The objective of this document is to describe how to activate profiling for a ComputeCpp application using the configuration file.
Enabling the JSON profiler backend
ComputeCpp has the concept of a configuration file. A file that contains a list of options that can be used to configure how the runtime will perform certain operations.
In order to enable profiling of the runtime, create a file and add the option enable_profiling = true
. Point an environment variable called COMPUTECPP_CONFIGURATION_FILE
to this file and run the application. The following is a single command to create a file called sycl_config.txt
and export the environment variable to enable profiling:
- Windows:
echo "enable_profiling = true" > sycl_config.txt; set COMPUTECPP_CONFIGURATION_FILE=sycl_config.txt
- Linux:
echo "enable_profiling = true" > sycl_config.txt; export COMPUTECPP_CONFIGURATION_FILE=sycl_config.txt
Note that if
COMPUTECPP_CONFIGURATION_FILE
points to a file that doesn't exists, the runtime will fail to initialize.
Profiling output
By default, when the application finishes, the runtime will write the JSON file in the current working directory, usually the same directory as the binary of the application, in the format [executable_name]_[current_date].json
.
This behaviour can be changed by setting the environment variable COMPUTECPP_PROFILING_OUTPUT
. If this is set, the runtime will use the value of this variable as the output file.

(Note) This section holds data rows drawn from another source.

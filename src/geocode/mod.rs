// Address -> coordinate resolution, memoized in the store
pub mod mapquest;

pub use mapquest::MapQuestGeocoder;

use crate::model::{Coordinate, GeocodeError, Restaurant};
use crate::utils::normalize_address;
use serde::{Deserialize, Serialize};
use std::collections::BTreeMap;
use tracing::{debug, info};

/// External address lookup.
#[async_trait::async_trait]
pub trait Geocoder: Send + Sync {
    async fn geocode(&self, address: &str) -> Result<Coordinate, GeocodeError>;
}

/// Write-only memo of geocoding results, keyed by normalized address.
/// Entries are never evicted; the cache lives and dies with the [`Store`](crate::model::Store).
#[derive(Debug, Clone, Default, PartialEq, Serialize, Deserialize)]
#[serde(transparent)]
pub struct GeocodeCache {
    entries: BTreeMap<String, Coordinate>,
}

impl GeocodeCache {
    pub fn new() -> Self {
        Self::default()
    }

    pub fn len(&self) -> usize {
        self.entries.len()
    }

    pub fn is_empty(&self) -> bool {
        self.entries.is_empty()
    }

    pub fn get(&self, address: &str) -> Option<Coordinate> {
        self.entries.get(&normalize_address(address)).copied()
    }

    /// Returns the cached coordinate or asks `geocoder`, caching a success.
    /// Failures leave the cache untouched.
    pub async fn resolve(
        &mut self,
        address: &str,
        geocoder: &dyn Geocoder,
    ) -> Result<Coordinate, GeocodeError> {
        if address.trim().is_empty() {
            return Err(GeocodeError::EmptyAddress);
        }

        let key = normalize_address(address);
        if let Some(cached) = self.entries.get(&key) {
            debug!("Geocode cache hit: {}", key);
            return Ok(*cached);
        }

        info!("GEOCODE: {}", key);
        let coordinate = geocoder.geocode(&key).await?;
        self.entries.insert(key, coordinate);
        Ok(coordinate)
    }
}

/// Sequential geocoding pass. Only restaurants in `communities` are coded
/// (all of them when the list is empty). The first failure aborts the pass.
pub async fn geocode_restaurants(
    restaurants: &mut [Restaurant],
    cache: &mut GeocodeCache,
    geocoder: &dyn Geocoder,
    communities: &[String],
) -> Result<(), GeocodeError> {
    info!("Geocoding {} restaurants...", restaurants.len());
    for (i, restaurant) in restaurants.iter_mut().enumerate() {
        if !communities.is_empty() && !communities.contains(&restaurant.community) {
            continue;
        }
        debug!("Coding {} ({})", i, restaurant.name);
        restaurant.location = cache.resolve(&restaurant.address, geocoder).await?;
    }
    info!("Geocode cache holds {} addresses", cache.len());
    Ok(())
}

The file doesn't need to exist but the application must have permissions to create and write it.
Performance Counters for Intel GPUs
When running ComputeCpp applications in Intel GPU's that match one of the following architectures, the profiler can display performance counters for the ComputeBasic metrics set.
- Intel(R) Processors with Gen11 graphics devices (formerly Icelake),
- Intel(R) Processors with Gen9 graphics devices (formerly Skylake, Kaby Lake, Apollo Lake/Broxton, Gemini Lake, Coffee Lake),
- Intel(R) Processors with Gen8 graphics devices (formerly Broadwell),
- Intel(R) Processors with Gen7.5 graphics devices (formerly Haswell).
No extra configuration is required, as long as the system supports Intel's Metrics Discovery API.
Example
The following is an example of the Google Chrome Visualizer that displays a execution of BabelStream in an Intel GPU.
Note at the bottom the performances counters. Many more counters are available and they can be accessed by scrolling the window.